#### Your objective
How many lines in the records below contain the word "IncomingMessage"? Reply with the number alone.

#### Source records
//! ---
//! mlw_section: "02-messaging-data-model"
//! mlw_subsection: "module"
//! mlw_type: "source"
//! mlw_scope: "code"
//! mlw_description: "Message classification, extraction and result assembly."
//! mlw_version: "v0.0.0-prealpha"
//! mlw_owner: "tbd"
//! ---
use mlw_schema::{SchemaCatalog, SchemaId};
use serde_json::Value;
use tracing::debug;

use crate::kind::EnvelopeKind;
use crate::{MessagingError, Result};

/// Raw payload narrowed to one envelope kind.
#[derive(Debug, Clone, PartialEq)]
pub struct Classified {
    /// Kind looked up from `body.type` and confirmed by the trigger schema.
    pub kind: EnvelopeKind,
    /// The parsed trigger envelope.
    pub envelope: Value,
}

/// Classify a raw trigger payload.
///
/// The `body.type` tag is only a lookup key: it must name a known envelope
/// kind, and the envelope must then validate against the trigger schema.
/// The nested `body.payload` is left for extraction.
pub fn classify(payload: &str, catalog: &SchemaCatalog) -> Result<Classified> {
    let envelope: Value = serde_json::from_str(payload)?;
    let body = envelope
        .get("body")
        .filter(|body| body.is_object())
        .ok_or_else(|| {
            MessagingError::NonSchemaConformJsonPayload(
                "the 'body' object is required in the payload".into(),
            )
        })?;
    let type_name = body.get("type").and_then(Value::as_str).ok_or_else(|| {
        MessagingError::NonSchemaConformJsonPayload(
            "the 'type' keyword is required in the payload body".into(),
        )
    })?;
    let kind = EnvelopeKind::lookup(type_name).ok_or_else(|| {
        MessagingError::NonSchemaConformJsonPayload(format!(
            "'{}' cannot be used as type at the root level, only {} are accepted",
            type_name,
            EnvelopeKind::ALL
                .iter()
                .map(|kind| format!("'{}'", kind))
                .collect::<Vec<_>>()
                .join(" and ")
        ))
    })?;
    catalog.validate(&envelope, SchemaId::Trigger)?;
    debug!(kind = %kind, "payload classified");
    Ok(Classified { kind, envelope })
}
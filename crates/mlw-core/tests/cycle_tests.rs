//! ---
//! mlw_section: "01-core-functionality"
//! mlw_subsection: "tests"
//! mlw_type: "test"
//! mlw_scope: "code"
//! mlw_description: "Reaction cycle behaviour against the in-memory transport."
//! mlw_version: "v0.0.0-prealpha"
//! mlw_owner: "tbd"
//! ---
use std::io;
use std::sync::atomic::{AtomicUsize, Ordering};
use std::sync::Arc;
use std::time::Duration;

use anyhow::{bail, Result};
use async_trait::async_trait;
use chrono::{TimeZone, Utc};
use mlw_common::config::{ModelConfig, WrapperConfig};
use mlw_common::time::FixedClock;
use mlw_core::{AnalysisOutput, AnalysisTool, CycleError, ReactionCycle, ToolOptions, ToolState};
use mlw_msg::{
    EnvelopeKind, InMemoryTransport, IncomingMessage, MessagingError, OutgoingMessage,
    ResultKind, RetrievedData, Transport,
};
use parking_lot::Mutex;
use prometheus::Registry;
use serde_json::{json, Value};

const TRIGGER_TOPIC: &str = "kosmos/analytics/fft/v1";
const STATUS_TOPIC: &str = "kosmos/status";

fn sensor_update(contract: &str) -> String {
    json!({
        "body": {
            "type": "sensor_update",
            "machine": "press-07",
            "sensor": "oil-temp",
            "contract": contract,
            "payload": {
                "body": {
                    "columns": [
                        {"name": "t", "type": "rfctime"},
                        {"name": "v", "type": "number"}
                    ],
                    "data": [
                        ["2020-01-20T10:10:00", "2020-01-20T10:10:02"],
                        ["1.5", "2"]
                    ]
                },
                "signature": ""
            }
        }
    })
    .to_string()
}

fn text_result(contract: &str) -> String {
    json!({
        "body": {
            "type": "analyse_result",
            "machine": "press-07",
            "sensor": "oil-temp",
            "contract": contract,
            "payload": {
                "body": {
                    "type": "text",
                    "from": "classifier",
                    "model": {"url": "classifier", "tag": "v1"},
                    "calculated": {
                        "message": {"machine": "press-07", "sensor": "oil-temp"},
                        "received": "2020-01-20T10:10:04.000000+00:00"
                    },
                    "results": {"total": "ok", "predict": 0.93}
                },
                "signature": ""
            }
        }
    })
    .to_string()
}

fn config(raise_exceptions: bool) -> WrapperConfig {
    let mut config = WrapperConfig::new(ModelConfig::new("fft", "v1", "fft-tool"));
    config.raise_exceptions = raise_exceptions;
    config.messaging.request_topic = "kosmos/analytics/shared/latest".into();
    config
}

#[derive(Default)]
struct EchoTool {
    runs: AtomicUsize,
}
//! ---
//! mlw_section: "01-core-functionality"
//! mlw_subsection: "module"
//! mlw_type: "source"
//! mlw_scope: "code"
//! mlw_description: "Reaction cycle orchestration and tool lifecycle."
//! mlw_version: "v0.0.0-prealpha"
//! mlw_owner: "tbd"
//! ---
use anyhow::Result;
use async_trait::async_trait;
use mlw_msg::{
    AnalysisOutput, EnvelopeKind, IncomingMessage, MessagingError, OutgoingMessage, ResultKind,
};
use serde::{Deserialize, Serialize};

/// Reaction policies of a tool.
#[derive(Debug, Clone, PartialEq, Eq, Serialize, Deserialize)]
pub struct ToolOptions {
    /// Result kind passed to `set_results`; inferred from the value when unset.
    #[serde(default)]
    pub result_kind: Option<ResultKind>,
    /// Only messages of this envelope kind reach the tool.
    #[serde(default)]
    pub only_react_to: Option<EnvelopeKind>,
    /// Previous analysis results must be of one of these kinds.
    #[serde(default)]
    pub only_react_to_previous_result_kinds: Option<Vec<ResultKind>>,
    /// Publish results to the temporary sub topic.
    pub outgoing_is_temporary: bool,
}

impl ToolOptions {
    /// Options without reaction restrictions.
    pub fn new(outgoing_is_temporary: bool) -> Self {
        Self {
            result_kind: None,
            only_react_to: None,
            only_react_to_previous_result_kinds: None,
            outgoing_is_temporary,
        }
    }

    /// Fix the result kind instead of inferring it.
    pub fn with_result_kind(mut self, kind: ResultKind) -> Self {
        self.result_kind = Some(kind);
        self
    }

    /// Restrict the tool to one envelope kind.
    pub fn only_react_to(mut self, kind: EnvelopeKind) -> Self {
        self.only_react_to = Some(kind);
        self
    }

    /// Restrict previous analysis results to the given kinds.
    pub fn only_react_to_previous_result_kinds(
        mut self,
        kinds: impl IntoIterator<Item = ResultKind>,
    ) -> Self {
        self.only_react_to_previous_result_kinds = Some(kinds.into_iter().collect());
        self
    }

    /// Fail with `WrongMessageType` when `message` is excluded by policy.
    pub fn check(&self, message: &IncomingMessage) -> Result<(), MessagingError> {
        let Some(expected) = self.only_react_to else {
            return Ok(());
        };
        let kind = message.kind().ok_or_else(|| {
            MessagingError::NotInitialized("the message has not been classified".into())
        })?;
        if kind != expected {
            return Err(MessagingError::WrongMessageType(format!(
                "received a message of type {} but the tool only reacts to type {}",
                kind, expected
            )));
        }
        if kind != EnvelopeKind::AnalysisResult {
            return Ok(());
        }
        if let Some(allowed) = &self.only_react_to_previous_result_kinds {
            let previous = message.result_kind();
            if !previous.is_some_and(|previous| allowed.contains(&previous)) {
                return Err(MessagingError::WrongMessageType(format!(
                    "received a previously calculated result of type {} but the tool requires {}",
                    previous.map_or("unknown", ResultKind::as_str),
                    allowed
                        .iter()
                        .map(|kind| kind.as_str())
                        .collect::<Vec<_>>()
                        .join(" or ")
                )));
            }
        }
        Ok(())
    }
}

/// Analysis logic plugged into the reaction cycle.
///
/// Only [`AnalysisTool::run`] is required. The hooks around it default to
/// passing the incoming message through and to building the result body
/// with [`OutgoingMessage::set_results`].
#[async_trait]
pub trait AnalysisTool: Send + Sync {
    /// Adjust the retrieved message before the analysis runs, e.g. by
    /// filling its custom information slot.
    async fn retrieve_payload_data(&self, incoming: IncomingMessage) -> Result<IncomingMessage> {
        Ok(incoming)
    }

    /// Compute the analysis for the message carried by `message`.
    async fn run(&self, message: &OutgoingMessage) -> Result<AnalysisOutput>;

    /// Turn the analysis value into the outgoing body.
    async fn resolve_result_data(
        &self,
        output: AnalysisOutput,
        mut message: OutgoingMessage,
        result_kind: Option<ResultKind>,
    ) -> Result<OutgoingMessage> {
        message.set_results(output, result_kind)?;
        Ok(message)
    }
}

#### Task result
4